Just picked this up
today at 4.24. I bought 850 shares and will probably add to that when my
dividends come in at the end of this month.
Plaza Retail REIT (PLZ.UN) is up 14.1% from its 52-week low
of $3.68 set on December 24th, but it continues to offer a market-beating
prospective distribution yield of 6.7% which is paid monthly. Plaza operates
primarily in Newfoundland , Prince
Edward Island , Nova Scotia , New Brunswick , Quebec ,
and Ontario . A core focus of the REIT's business model
is the development of open-air and enclosed retail projects for its own
account.

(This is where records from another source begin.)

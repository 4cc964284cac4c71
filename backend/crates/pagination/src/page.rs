//! Page requests and paginated result envelopes.

use serde::de::DeserializeOwned;
use serde::{Deserialize, Serialize};
use url::Url;

use crate::{PaginationError, decode_cursor, encode_cursor};

/// Page size used when a client omits `limit` or sends a non-positive value.
pub const DEFAULT_LIMIT: usize = 30;

/// Largest page size a client may request.
pub const MAX_LIMIT: usize = 100;

/// Clamp a requested page size into `1..=MAX_LIMIT`.
///
/// Non-positive requests fall back to [`DEFAULT_LIMIT`].
///
/// # Examples
///
/// ```
/// use pagination::normalize_limit;
///
/// assert_eq!(normalize_limit(0), 30);
/// assert_eq!(normalize_limit(1000), 100);
/// assert_eq!(normalize_limit(10), 10);
/// ```
pub fn normalize_limit(requested: i64) -> usize {
    if requested <= 0 {
        return DEFAULT_LIMIT;
    }
    usize::try_from(requested).map_or(MAX_LIMIT, |limit| limit.min(MAX_LIMIT))
}

/// Validated pagination parameters for one repository call.
///
/// The cursor stays an opaque token here; repositories decode it into the
/// typed key their query expects with [`Page::cursor`].
#[derive(Debug, Clone, PartialEq, Eq)]
pub struct Page {
    cursor: Option<String>,
    limit: usize,
}

impl Page {
    /// First page with the given (normalised) size.
    pub fn first(limit: i64) -> Self {
        Self {
            cursor: None,
            limit: normalize_limit(limit),
        }
    }

    /// Raw cursor token, if the client supplied one.
    pub fn cursor_token(&self) -> Option<&str> {
        self.cursor.as_deref()
    }

    /// Normalised page size.
    pub const fn limit(&self) -> usize {
        self.limit
    }

    /// Row count to request from the database: one more than the page size,
    /// so the builder can tell whether another page exists.
    pub fn fetch_limit(&self) -> i64 {
        i64::try_from(self.limit.saturating_add(1)).unwrap_or(i64::MAX)
    }

    /// Decode the cursor into the keyset position `K`.
    ///
    /// # Errors
    ///
    /// Returns a [`PaginationError`] when the token does not decode into `K`,
    /// for example when a cursor from another listing is replayed here.
    pub fn cursor<K: DeserializeOwned>(&self) -> Result<Option<K>, PaginationError> {
        self.cursor
            .as_deref()
            .map_or(Ok(None), decode_cursor::<K>)
    }
}

impl Default for Page {
    fn default() -> Self {
        Self {
            cursor: None,
            limit: DEFAULT_LIMIT,
        }
    }
}

/// Any cursor this crate mints; each carries an `id`.
#[derive(Deserialize)]
struct AnyCursor {
    #[serde(rename = "id")]
    _id: i64,
}

/// Normalise inbound pagination parameters.
///
/// A non-empty cursor is decoded once to reject malformed tokens early. The
/// check accepts any cursor shape that carries its `id` tie-breaker; the
/// repository performs the strict, typed decode later.
///
/// # Errors
///
/// Returns a [`PaginationError`] when `cursor` is non-empty and malformed.
pub fn validate_page(cursor: &str, limit: i64) -> Result<Page, PaginationError> {
    let limit = normalize_limit(limit);
    if cursor.is_empty() {
        return Ok(Page {
            cursor: None,
            limit,
        });
    }

    decode_cursor::<AnyCursor>(cursor)?;
    Ok(Page {
        cursor: Some(cursor.to_owned()),
        limit,
    })
}

/// One page of results plus the token for the next page.
#[derive(Debug, Clone, PartialEq, Serialize)]
#[serde(rename_all = "camelCase")]
pub struct Paginated<T> {
    /// Items on this page, in query order.
    pub data: Vec<T>,
    /// Opaque token for the following page; `None` on the last page.
    pub next_cursor: Option<String>,
    /// Whether another page exists.
    pub has_more: bool,
}

impl<T> Paginated<T> {
    /// Build a page from rows fetched with `limit + 1`.
    ///
    /// The extra row only signals that another page exists; it is dropped
    /// before the page is returned. `items` must already be ordered by the
    /// key `cursor_key` extracts.
    pub fn from_overfetch<K, F>(mut items: Vec<T>, limit: usize, cursor_key: F) -> Self
    where
        K: Serialize,
        F: Fn(&T) -> K,
    {
        let has_more = items.len() > limit;
        if has_more {
            items.truncate(limit);
        }

        let next_cursor = if has_more {
            items.last().map(|last| encode_cursor(&cursor_key(last)))
        } else {
            None
        };

        Self {
            data: items,
            next_cursor,
            has_more,
        }
    }

    /// A page with no items and no successor.
    pub const fn empty() -> Self {
        Self {
            data: Vec::new(),
            next_cursor: None,
            has_more: false,
        }
    }

    /// Convert each item while keeping the cursor metadata.
    pub fn map<U, F>(self, f: F) -> Paginated<U>
    where
        F: FnMut(T) -> U,
    {
        Paginated {
            data: self.data.into_iter().map(f).collect(),
            next_cursor: self.next_cursor,
            has_more: self.has_more,
        }
    }

    /// URL of the following page, derived from `base` with `cursor` and
    /// `limit` query parameters replaced.
    ///
    /// Returns `None` on the last page.
    pub fn next_page_url(&self, base: &Url, limit: usize) -> Option<Url> {
        let cursor = self.next_cursor.as_deref()?;
        let mut next = base.clone();
        let retained: Vec<(String, String)> = base
            .query_pairs()
            .filter(|(key, _)| key != "cursor" && key != "limit")
            .map(|(key, value)| (key.into_owned(), value.into_owned()))
            .collect();
        next.query_pairs_mut()
            .clear()
            .extend_pairs(retained)
            .append_pair("cursor", cursor)
            .append_pair("limit", &limit.to_string());
        Some(next)
    }
}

As of June 30th, the REIT had an interest in 277 properties
including those under or held for development, representing 8.4 million gross
leasable square feet.
As part of its strategy to deal with the Amazon (Rainy;
AMZN) threat, Plaza is favouring
open-air projects because it believes that market conditions favour unenclosed
malls. It has four open-air projects under construction plus one open-air
conversion underway with between a 20% and 50% ownership stake. It also has 12
open-air centres in the development or planning phases. Plaza is also involved
with the construction of four expansion or single-use projects and has 13 such
properties in the planning or development stages. Plaza appears to be gaining
some momentum with its strategy of taking on Amazon out in the open air.

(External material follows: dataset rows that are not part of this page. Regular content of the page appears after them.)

#[rstest]
#[case("")]
#[case("   ")]
#[tokio::test]
async fn create_recipe_requires_a_name(mut draft: RecipeDraft, #[case] name: &str) {
    draft.name = name.into();
    let mut store = MockRecipeRepository::new();
    store.expect_create_recipe().never();

    let error = service(store)
        .create_recipe(&draft)
        .await
        .expect_err("empty name");
    assert_eq!(error.code(), ErrorCode::Validation);
}

#[rstest]
#[tokio::test]
async fn update_recipe_rejects_non_owner(draft: RecipeDraft) {
    let mut store = MockRecipeRepository::new();
    store
        .expect_get_recipe_by_id()
        .times(1)
        .return_once(|_, id| Ok(recipe_owned_by(id.get(), 99)));
    store.expect_update_recipe().never();

    let error = service(store)
        .update_recipe(UserId::new(1), RecipeId::new(7), &draft)
        .await
        .expect_err("not the owner");
    assert_eq!(error.code(), ErrorCode::Authorization);
}

#[rstest]
#[tokio::test]
async fn update_recipe_keeps_the_owner(mut draft: RecipeDraft) {
    draft.created_by = UserId::new(42);
    let mut store = MockRecipeRepository::new();
    store
        .expect_get_recipe_by_id()
        .times(1)
        .return_once(|_, id| Ok(recipe_owned_by(id.get(), 1)));
    store
        .expect_update_recipe()
        .withf(|id, draft| id.get() == 7 && draft.created_by == UserId::new(1))
        .times(1)
        .return_once(|id, _| Ok(recipe_owned_by(id.get(), 1)));

    let recipe = service(store)
        .update_recipe(UserId::new(1), RecipeId::new(7), &draft)
        .await
        .expect("owner may update");
    assert_eq!(recipe.created_by, UserId::new(1));
}

#[rstest]
#[tokio::test]
async fn delete_recipe_maps_missing_recipe_to_not_found() {
    let mut store = MockRecipeRepository::new();
    store
        .expect_get_recipe_by_id()
        .times(1)
        .return_once(|_, _| Err(StoreError::not_found("recipe 7")));
    store.expect_delete_recipe().never();

    let error = service(store)
        .delete_recipe(UserId::new(1), RecipeId::new(7))
        .await
        .expect_err("missing recipe");
    assert_eq!(error.code(), ErrorCode::NotFound);
}

#[rstest]
#[tokio::test]
async fn malformed_cursor_is_rejected_before_the_store_is_called() {
    let mut store = MockRecipeRepository::new();
    store.expect_get_recipes_by_user().never();

    let error = service(store)
        .get_recipes_by_user(UserId::new(1), "%%%", 10)
        .await
        .expect_err("malformed cursor");
    assert_eq!(error.code(), ErrorCode::Pagination);
}

#[rstest]
#[case(StoreError::connection("pool exhausted"), ErrorCode::Unhandled)]
#[case(StoreError::query("syntax"), ErrorCode::Unhandled)]
#[case(StoreError::pagination("foreign cursor"), ErrorCode::Pagination)]
#[case(StoreError::conflict("users_email_key"), ErrorCode::Conflict)]
#[case(StoreError::transaction_start("refused"), ErrorCode::TransactionStart)]
#[case(StoreError::transaction_commit("serialization failure"), ErrorCode::TransactionCommit)]
#[tokio::test]
async fn store_errors_map_to_stable_codes(#[case] failure: StoreError, #[case] code: ErrorCode) {
    let mut store = MockRecipeRepository::new();
    store
        .expect_browse_recipes()
        .times(1)
        .return_once(move || Err(failure));

    let error = service(store)
        .browse_recipes()
        .await
        .expect_err("store failure");
    assert_eq!(error.code(), code);
}

#[rstest]
#[tokio::test]
async fn add_to_meal_plan_appends_after_existing_recipes() {
    let mut store = MockMealPlanRepository::new();
    store.expect_get_meal_plan().times(1).return_once(|_, _, _, _| {
        Ok(Paginated {
            data: vec![MealPlan {
                date: day(),
                recipes: vec![recipe_owned_by(1, 1), recipe_owned_by(2, 1)],
            }],
            next_cursor: None,
            has_more: false,
        })
    });
    store
        .expect_create_meal_plan_entry()
        .withf(|entry| entry.sort_order == 2 && entry.recipe_id == RecipeId::new(3))
        .times(1)
        .return_once(Ok);

    let entry = service(store)
        .add_to_meal_plan(UserId::new(1), RecipeId::new(3), day())
        .await
        .expect("entry created");
    assert_eq!(entry.sort_order, 2);
}

#[rstest]
#[tokio::test]
async fn add_to_meal_plan_starts_an_empty_day_at_zero() {
    let mut store = MockMealPlanRepository::new();
    store
        .expect_get_meal_plan()
        .times(1)
        .return_once(|_, _, _, _| Ok(Paginated::empty()));
    store
        .expect_create_meal_plan_entry()
        .withf(|entry| entry.sort_order == 0)
        .times(1)
        .return_once(Ok);

    service(store)
        .add_to_meal_plan(UserId::new(1), RecipeId::new(3), day())
        .await
        .expect("entry created");
}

According to Refintiv data, as of June 30th, EPS for the past 12 months was
$0.40 per unit, up $0.21 from a year ago. 12-month trailing EBITDA was $0.61
per unit, up 10.9% from $0.55 a year ago. The REIT's 5-year EBITDA growth is
3.7%. Meanwhile, its net-interest coverage ratio comes in at 2.9 for the past
12 months. Importantly, Plaza CEO
Michael Zakuta is demonstrating conviction about the REIT's future via share
purchases. That stands in stark contrast to Amazon CEO Jeff Bezos who,
along with other insiders, has been selling recently. We note that Plaza units
are up 1.2% over the past year while Amazon stock is down 6.8%, and Amazon does
not pay a dividend either.
Insider Activity
Over the past month,
Plaza Retail REIT (PLZ) CEO Michael Zakuta has spent $469,880 buying a total of
112,000 units at an average price of $4.195. His most recent purchase was
on September 23rd when he bought 10,000 units at $4.20. He is the largest
insider beneficial unit holder with 12,373,065 units representing 12.1% of all
units outstanding.
The company has also
been repurchasing units. Over the last 6 months, it has reported repurchasing
441,424 units at an average price of $4.20.
Plaza Retail REIT has
above median ownership (direct & indirect holdings) by Officers and
Directors compared to other small-cap stocks in the Financials sector according
to SEDI filings as of September 22nd, 2019.
The REIT holds a mostly sunny INK Edge outlook on the
equally weighted V.I.P. criteria of valuations, insider commitment and price
momentum which places it in the top 30% of all stocks ranked. INK outlook
categories are designed to identify groups of stocks that have the potential to
out- or under-perform the market. However, any individual stock could surprise
on the up or downside. As such, outlook categories are not meant to be
stock-specific recommendations. For background on our INK Edge outlook, please
watch our short video or visit our FAQ #5 at INKResearch.com.
Ink Research Report, Sept 24, 2019
Company Profile
Plaza Retail
REIT (Plaza) is a Canada-based open-ended real estate investment trust. The
Company's objective is to deliver a growing yield to unitholders from a
diversified portfolio of retail properties. The Company develops, owns and
manages retail real estate primarily in Atlantic Canada, Quebec and Ontario . The Company offers a business strategy
that differs from various peers in the real estate industry. The Company's
portfolio includes interests in approximately 310 properties totaling over 7.1
million square feet, which are predominantly occupied by national tenants and
additional lands held for development. These include properties indirectly held
by Plaza through its subsidiaries and through joint arrangements. The Company's
properties are located in Alberta , Newfoundland and Labrador , New
Brunswick , Nova Scotia , Manitoba , Ontario , Prince Edward Island and Quebec . The Company's subsidiaries include
Plaza Master Limited Partnership and Scott's Real Estate Limited Partnership.
Observations from Stephen Takacsy circa
January 28, 2019
Plaza Corp is a
strong internalized developer of retail properties with holdings in Quebec , Ontario and
the Maritimes. It has tenants resistant to e-commerce, like Shoppers Drug Mart
(25 per cent of gross leasable area), KFC, Dollarama, Sobeys and Canadian Tire.
It has a strong pipeline of 25 projects, including acquiring old Sears sites for redevelopment. Plaza Corp is the only REIT to consistently increase AFFO/share and increase dividend every year for 15 years. Retail real estate is out of favor, so it’s a good time to buy this undervalued stock. Insiders own 21 per cent and are buying shares (Michael Zakuta). We recently bought more at $3.30. Nice safe dividend yield of 6.5 per cent.